Collecting xmltodict
  Downloading https://files.pythonhosted.org/packages/28/fd/30d5c1d3ac29ce229f6bdc40bbc20b28f716e8b363140c26eff19122d8a5/xmltodict-0.12.0-py2.py3-none-any.whl
Installing collected packages: xmltodict
Successfully installed xmltodict-0.12.0


In [2]:
from sklearn.linear_model import LassoCV, RidgeCV, HuberRegressor
from sklearn.ensemble import GradientBoostingRegressor, AdaBoostRegressor, RandomForestRegressor
from sklearn.model_selection import train_test_split
from sklearn import svm
from sklearn.metrics import mean_squared_error
import numpy as np
import pandas as pd
import matplotlib.pyplot as plt
import seaborn as sns
import plotly.graph_objects as go
from plotly.subplots import make_subplots
import scipy.stats as stats
# import statsmodels.api as sm
from functools import reduce

import requests
import xmltodict
import datetime

# Helper Functions

In [3]:
# Web Call to Access and Download Data of a Single Station from AWDB Web Service (SOAP API)

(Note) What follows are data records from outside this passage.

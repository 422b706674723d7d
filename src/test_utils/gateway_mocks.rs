//! Mock gateway and notifier for exercising the payment flows offline.

use std::collections::HashMap;
use std::sync::Mutex;

use async_trait::async_trait;
use uuid::Uuid;

use crate::{
    app_error::{AppError, AppResult},
    application::ports::{
        billing_notifier::{BillingEvent, BillingNotifier},
        momo_gateway::{
            ChargeInit, ChargePrompt, ChargeReference, ChargeRequest, MomoGatewayPort,
            VerifyOutcome,
        },
    },
    domain::entities::subscription::Subscription,
};

/// A successful verification for the given subscription.
pub fn success_outcome(subscription_id: Uuid) -> VerifyOutcome {
    VerifyOutcome {
        verified: true,
        amount_confirmed: Some(500),
        gateway_code: Some("success".to_string()),
        subscription_id: Some(subscription_id),
        raw: serde_json::json!({"status": "success"}),
    }
}

/// A failed verification carrying the given gateway decline code.
pub fn failure_outcome(subscription_id: Uuid, code: &str) -> VerifyOutcome {
    VerifyOutcome {
        verified: false,
        amount_confirmed: None,
        gateway_code: Some(code.to_string()),
        subscription_id: Some(subscription_id),
        raw: serde_json::json!({"status": "failed", "gateway_response": code}),
    }
}

// AppError holds no shared state, but it does not derive Clone; scripted
// errors are re-materialized variant by variant so one script can answer
// any number of concurrent calls.
fn clone_app_error(error: &AppError) -> AppError {
    match error {
        AppError::Database(m) => AppError::Database(m.clone()),
        AppError::GatewayUnavailable => AppError::GatewayUnavailable,
        AppError::GatewayTimeout => AppError::GatewayTimeout,
        AppError::InvalidPhoneOrNetwork(m) => AppError::InvalidPhoneOrNetwork(m.clone()),
        AppError::SubscriptionNotFound => AppError::SubscriptionNotFound,
        AppError::ReferenceNotFound => AppError::ReferenceNotFound,
        AppError::ConcurrentUpdate => AppError::ConcurrentUpdate,
        AppError::TemporarilyUnavailable => AppError::TemporarilyUnavailable,
        AppError::InvalidInput(m) => AppError::InvalidInput(m.clone()),
        AppError::NotFound => AppError::NotFound,
        AppError::Internal(m) => AppError::Internal(m.clone()),
    }
}

#[derive(Default)]
struct GatewayInner {
    scripted_verifies: HashMap<String, AppResult<VerifyOutcome>>,
    next_initiate_error: Option<AppError>,
    fail_cancel_mandate: bool,
    initiated: usize,
    verified: usize,
    mandates_cancelled: usize,
}

/// Scriptable gateway double. Unscripted verifies fail loudly so a test
/// cannot silently pass on a reference it never set up.
#[derive(Default)]
pub struct MockMomoGateway {
    inner: Mutex<GatewayInner>,
}

impl MockMomoGateway {
    pub fn new() -> Self {
        Self::default()
    }

    pub fn script_verify(&self, reference: &str, result: AppResult<VerifyOutcome>) {
        self.inner
            .lock()
            .unwrap()
            .scripted_verifies
            .insert(reference.to_string(), result);
    }

    pub fn fail_next_initiate(&self, error: AppError) {
        self.inner.lock().unwrap().next_initiate_error = Some(error);
    }

    pub fn fail_cancel_mandate(&self) {
        self.inner.lock().unwrap().fail_cancel_mandate = true;
    }

    pub fn initiated_count(&self) -> usize {
        self.inner.lock().unwrap().initiated
    }

    pub fn verify_count(&self) -> usize {
        self.inner.lock().unwrap().verified
    }

    pub fn cancel_mandate_count(&self) -> usize {
        self.inner.lock().unwrap().mandates_cancelled
    }
}

#[async_trait]
impl MomoGatewayPort for MockMomoGateway {
    async fn initiate_charge(&self, request: &ChargeRequest) -> AppResult<ChargeInit> {
        let mut inner = self.inner.lock().unwrap();
        if let Some(error) = inner.next_initiate_error.take() {
            return Err(error);
        }
        inner.initiated += 1;
        Ok(ChargeInit {
            reference: ChargeReference::new(format!(
                "MOCK-{}-{}",
                request.subscription_id.simple(),
                inner.initiated
            )),
            prompt: ChargePrompt::MobilePrompt {
                display_text: "Approve the payment on your phone".to_string(),
            },
        })
    }

    async fn verify(&self, reference: &ChargeReference) -> AppResult<VerifyOutcome> {
        let mut inner = self.inner.lock().unwrap();
        inner.verified += 1;
        match inner.scripted_verifies.get(reference.as_str()) {
            Some(Ok(outcome)) => Ok(outcome.clone()),
            Some(Err(error)) => Err(clone_app_error(error)),
            None => Err(AppError::Internal(format!(
                "no scripted verify outcome for reference {reference}"
            ))),
        }
    }

    async fn cancel_mandate(&self, _subscription: &Subscription) -> AppResult<bool> {
        let mut inner = self.inner.lock().unwrap();
        inner.mandates_cancelled += 1;
        if inner.fail_cancel_mandate {
            return Err(AppError::GatewayUnavailable);
        }
        Ok(true)
    }
}

/// Notifier that records every event it is handed.
#[derive(Default)]
pub struct CollectingNotifier {
    events: Mutex<Vec<BillingEvent>>,
}

impl CollectingNotifier {
    pub fn new() -> Self {
        Self::default()
    }

    pub fn events(&self) -> Vec<BillingEvent> {
        self.events.lock().unwrap().clone()
    }
}

#[async_trait]
impl BillingNotifier for CollectingNotifier {
    async fn notify(&self, event: BillingEvent) -> AppResult<()> {
        self.events.lock().unwrap().push(event);
        Ok(())
    }
}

def SOAP_Call(stationtriplets, elementCD, begindate, enddate):
  global xml, dict_of_xml, df
  # Create a dictionaries to store the data
  headers = {'Content-type': 'text/soap'}
  # current_dictionary = {}
  
  # Define Web Service URL
  URL = "https://wcc.sc.egov.usda.gov/awdbWebService/services?WSDL"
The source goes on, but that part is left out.